Optimizing the Ni/Cu Ratio in Ni–Cu Nanoparticle Catalysts for Methane Dry Reforming

Methane dry reforming (MDR) converts greenhouse gases into syngas. Exploring active catalysts to achieve stable MDR performance is still a great challenge because of the sintering and carbon deposition that occur at high temperatures. In this study, we rationally synthesized Ni–Cu alloy nanoparticles (approximately 5 nm) and utilized electrostatic adsorption for the MDR reaction. The miniscule alloy catalysts had low carbon deposition and trace sintering features, which contributed to a more active and stable MDR reaction than achievable with a pure Ni catalyst.

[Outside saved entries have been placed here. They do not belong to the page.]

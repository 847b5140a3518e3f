//! Status transition policy
//!
//! The default policy is permissive: any status may follow any status,
//! which lets staff correct mistakes (e.g. reopen a completed order). The
//! strict policy enforces this table:
//!
//! ```text
//! pending   -> preparing | completed | cancelled
//! preparing -> pending | completed | cancelled
//! completed -> (terminal)
//! cancelled -> (terminal)
//! ```
//!
//! Re-applying the current status is allowed under both policies.

use crate::error::{OrderError, OrderResult};
use crate::types::OrderStatus;

#[derive(Debug, Clone, Copy, PartialEq, Eq, Default)]
pub enum TransitionPolicy {
    #[default]
    Permissive,
    Strict,
}

impl TransitionPolicy {
    pub fn check(&self, from: OrderStatus, to: OrderStatus) -> OrderResult<()> {
        match self {
            TransitionPolicy::Permissive => Ok(()),
            TransitionPolicy::Strict if strict_allows(from, to) => Ok(()),
            TransitionPolicy::Strict => Err(OrderError::Validation(format!(
                "cannot move order from {} to {}",
                from, to
            ))),
        }
    }
}

fn strict_allows(from: OrderStatus, to: OrderStatus) -> bool {
    use OrderStatus::*;

    if from == to {
        return true;
    }
    match from {
        Pending => matches!(to, Preparing | Completed | Cancelled),
        Preparing => matches!(to, Pending | Completed | Cancelled),
        Completed | Cancelled => false,
    }
}
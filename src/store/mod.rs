//! Order Store - persistence interface consumed by the order core
//!
//! The lifecycle manager and the analytics service only see the
//! [`OrderStore`] trait; [`JsonlOrderStore`] is the implementation the
//! server ships with.

mod jsonl;

use async_trait::async_trait;
use chrono::{DateTime, Utc};

use crate::error::OrderResult;
use crate::types::{NewOrder, Order, OrderStatus};

pub use jsonl::JsonlOrderStore;

/// Selection passed to [`OrderStore::query`]
#[derive(Debug, Clone, Copy, PartialEq, Eq)]
pub enum StoreQuery {
    All,
    Status(OrderStatus),
    /// Orders with `start <= created_at < end`
    CreatedBetween {
        start: DateTime<Utc>,
        end: DateTime<Utc>,
    },
}

impl StoreQuery {
    pub fn matches(&self, order: &Order) -> bool {
        match self {
            StoreQuery::All => true,
            StoreQuery::Status(status) => order.status == *status,
            StoreQuery::CreatedBetween { start, end } => {
                order.created_at >= *start && order.created_at < *end
            }
        }
    }
}

/// A stored record that could not be decoded when the store was opened
#[derive(Debug, Clone, PartialEq, Eq)]
pub struct UnreadableRecord {
    /// 1-based line in the backing file at load time
    pub line: usize,
    /// The record's `id`, when it could still be read
    pub order_id: Option<u64>,
    pub error: String,
}

/// Durable keyed storage of orders.
///
/// Each call is atomic: it either applies completely or leaves the store
/// unchanged. Implementations own id assignment and order-number
/// uniqueness.
#[async_trait]
pub trait OrderStore: Send + Sync {
    /// Store a new order under a fresh, never reused id
    async fn insert(&self, order: NewOrder) -> OrderResult<Order>;

    async fn get(&self, id: u64) -> OrderResult<Order>;

    /// Write back a mutated order. Only `status` and `updated_at` are taken
    /// from `order`; every other field keeps its stored value.
    async fn update(&self, order: Order) -> OrderResult<Order>;

    async fn delete(&self, id: u64) -> OrderResult<()>;

    /// Matching orders in ascending id order
    async fn query(&self, query: StoreQuery) -> OrderResult<Vec<Order>>;

    /// Records skipped at load. They are kept in storage untouched.
    fn unreadable_records(&self) -> Vec<UnreadableRecord> {
        Vec::new()
    }
}

#[cfg(test)]
mod tests {
    use super::*;
    use crate::types::LineItem;
    use chrono::TimeZone;

    fn order_at(status: OrderStatus, hour: u32) -> Order {
        let mut order = NewOrder {
            order_number: "20250110000000-001".to_string(),
            items: vec![LineItem::new("Rice", "main", 4.0, 1)],
            total_amount: 4.0,
            notes: None,
            created_at: Utc.with_ymd_and_hms(2025, 1, 10, hour, 0, 0).unwrap(),
        }
        .into_order(1);
        order.status = status;
        order
    }

    #[test]
    fn test_status_query_is_exact() {
        let order = order_at(OrderStatus::Preparing, 9);
        assert!(StoreQuery::Status(OrderStatus::Preparing).matches(&order));
        assert!(!StoreQuery::Status(OrderStatus::Pending).matches(&order));
        assert!(StoreQuery::All.matches(&order));
    }

    #[test]
    fn test_created_between_is_half_open() {
        let start = Utc.with_ymd_and_hms(2025, 1, 10, 9, 0, 0).unwrap();
        let end = Utc.with_ymd_and_hms(2025, 1, 10, 10, 0, 0).unwrap();
        let query = StoreQuery::CreatedBetween { start, end };

        assert!(query.matches(&order_at(OrderStatus::Completed, 9)));
        assert!(!query.matches(&order_at(OrderStatus::Completed, 10)));
        assert!(!query.matches(&order_at(OrderStatus::Completed, 8)));
    }
}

The performance depended on the Cu/Ni ratio, and the highest performance was obtained at a Cu/Ni weight ratio of 0.5:4, followed by ratios of 0.2:4 and 1.5:4. This is because adding a proper quantity of Cu promoted the activation of CO2, which enhanced the transformation of CHx into syngas on Ni atoms, while excessive Cu addition formed individual Cu nanoparticles, which influenced Ni atoms on the surface and made the activation of CH4 harder. This work not only fabricated miniscule alloy nanoparticles but also demonstrated the importance of the Ni/Cu ratio for enhancing the MDR performance.